Telltale Signs of a Pointless Poll
[SEE CARTOON] Of course those 99% keep reading the pointless polls, and most research firms are happy to keep generating pointless polls. The problem? Too few research firms are willing and able to help clients differentiate a survey that is informative and truly worthy of print, versus one that is pointless.
So how do you know if your poll is pointless? Here are four telltale signs:
- The questions ask about sex or chocolate or root canals. Some people think it is interesting and newsworthy to compare how much consumers want to mop floors versus having a root canal, or whether they would rather give up cell phones versus chocolate versus sex. In our view, questions like these often seem like desperate attempts for attention.

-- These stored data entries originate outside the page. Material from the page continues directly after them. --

use crate::property::YesNo;

/// A spreadsheet cell reduced to what the listing columns need.
///
/// Local workbooks hand back typed cells; the Sheets API hands back
/// formatted strings. Both are folded into this type before mapping.
#[derive(Debug, Clone, PartialEq)]
pub enum CellValue {
    Empty,
    Text(String),
    Number(f64),
}

impl CellValue {
    /// True for cells a blank-row check should ignore (`Empty` or `""`).
    pub fn is_blank(&self) -> bool {
        match self {
            Self::Empty => true,
            Self::Text(s) => s.is_empty(),
            Self::Number(_) => false,
        }
    }

    /// Text content, or `None` for an empty cell so the caller's default applies.
    pub fn as_text(&self) -> Option<String> {
        match self {
            Self::Empty => None,
            Self::Text(s) => Some(s.clone()),
            Self::Number(n) => Some(format_number(*n)),
        }
    }

    /// Integer content; blank or unparsable cells read as 0, fractions truncate.
    pub fn to_i64(&self) -> i64 {
        let n = self.to_f64();
        if let Self::Text(s) = self {
            if let Ok(i) = s.trim().parse::<i64>() {
                return i;
            }
        }
        n.trunc() as i64
    }

    /// Numeric content; blank, unparsable or non-finite cells read as 0.
    pub fn to_f64(&self) -> f64 {
        let n = match self {
            Self::Empty => 0.0,
            Self::Number(n) => *n,
            Self::Text(s) => {
                let s = s.trim();
                if s.is_empty() { 0.0 } else { s.parse::<f64>().unwrap_or(0.0) }
            }
        };
        if n.is_finite() { n } else { 0.0 }
    }

    /// `SI` (any case, accent optional) is yes; everything else, blanks included, is no.
    pub fn to_yes_no(&self) -> YesNo {
        match self {
            Self::Text(s) => s.parse().unwrap_or_default(),
            _ => YesNo::No,
        }
    }

    /// The string written by RAW value updates; numbers lose a trailing `.0`.
    pub fn into_raw_string(self) -> String {
        match self {
            Self::Empty => String::new(),
            Self::Text(s) => s,
            Self::Number(n) => format_number(n),
        }
    }
}

fn format_number(n: f64) -> String {
    // f64's Display already prints 100000.0 as "100000"
    n.to_string()
}

impl From<&str> for CellValue {
    fn from(s: &str) -> Self { Self::Text(s.to_string()) }
}

impl From<String> for CellValue {
    fn from(s: String) -> Self { Self::Text(s) }
}

impl From<f64> for CellValue {
    fn from(n: f64) -> Self { Self::Number(n) }
}

impl From<i64> for CellValue {
    fn from(n: i64) -> Self { Self::Number(n as f64) }
}

#[cfg(test)]
mod tests {
    use super::*;

    #[test]
    fn blank_cells() {
        assert!(CellValue::Empty.is_blank());
        assert!(CellValue::from("").is_blank());
        assert!(!CellValue::from(" ").is_blank());
        assert!(!CellValue::from(0.0).is_blank());
    }

    #[test]
    fn numbers_from_text_and_numbers() {
        assert_eq!(CellValue::from("120000").to_f64(), 120000.0);
        assert_eq!(CellValue::from(" 45.5 ").to_f64(), 45.5);
        assert_eq!(CellValue::from("abc").to_f64(), 0.0);
        assert_eq!(CellValue::from("NaN").to_f64(), 0.0);
        assert_eq!(CellValue::Empty.to_f64(), 0.0);
        assert_eq!(CellValue::from(3.0).to_i64(), 3);
        assert_eq!(CellValue::from("3").to_i64(), 3);
        assert_eq!(CellValue::from("2.7").to_i64(), 2);
        assert_eq!(CellValue::from("").to_i64(), 0);
    }

    #[test]
    fn text_from_numbers_drops_trailing_zero() {
        assert_eq!(CellValue::from(100000.0).as_text().as_deref(), Some("100000"));
        assert_eq!(CellValue::from(62.5).into_raw_string(), "62.5");
        assert_eq!(CellValue::Empty.as_text(), None);
        assert_eq!(CellValue::Empty.into_raw_string(), "");
    }

    #[test]
    fn yes_no_cells() {
        assert_eq!(CellValue::from("SI").to_yes_no(), YesNo::Si);
        assert_eq!(CellValue::from("sí").to_yes_no(), YesNo::Si);
        assert_eq!(CellValue::from("NO").to_yes_no(), YesNo::No);
        assert_eq!(CellValue::from("quizás").to_yes_no(), YesNo::No);
        assert_eq!(CellValue::Empty.to_yes_no(), YesNo::No);
    }
}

- The only goal is a USA Today Snapshot. A cute graphic on the front page of USA Today is nice if you can get it, but if there are no other substantial outlets, distribution channels, or content providers you know would be interested in your survey findings, then the poll is probably not worth doing.
- The questions have little strategic importance. We feel strongly that polls should not be gimmicks designed solely to land news coverage. If you can’t describe how the substantive findings affect your business decisions or strategy, then it’s probably a pointless poll.
- No one really wants to know the answers to the questions. Before fielding a survey, have colleagues in your company (or better yet, media contacts outside of your company) read the questions. If nobody has a sincere interest in how the results will land, then your poll is probably pointless.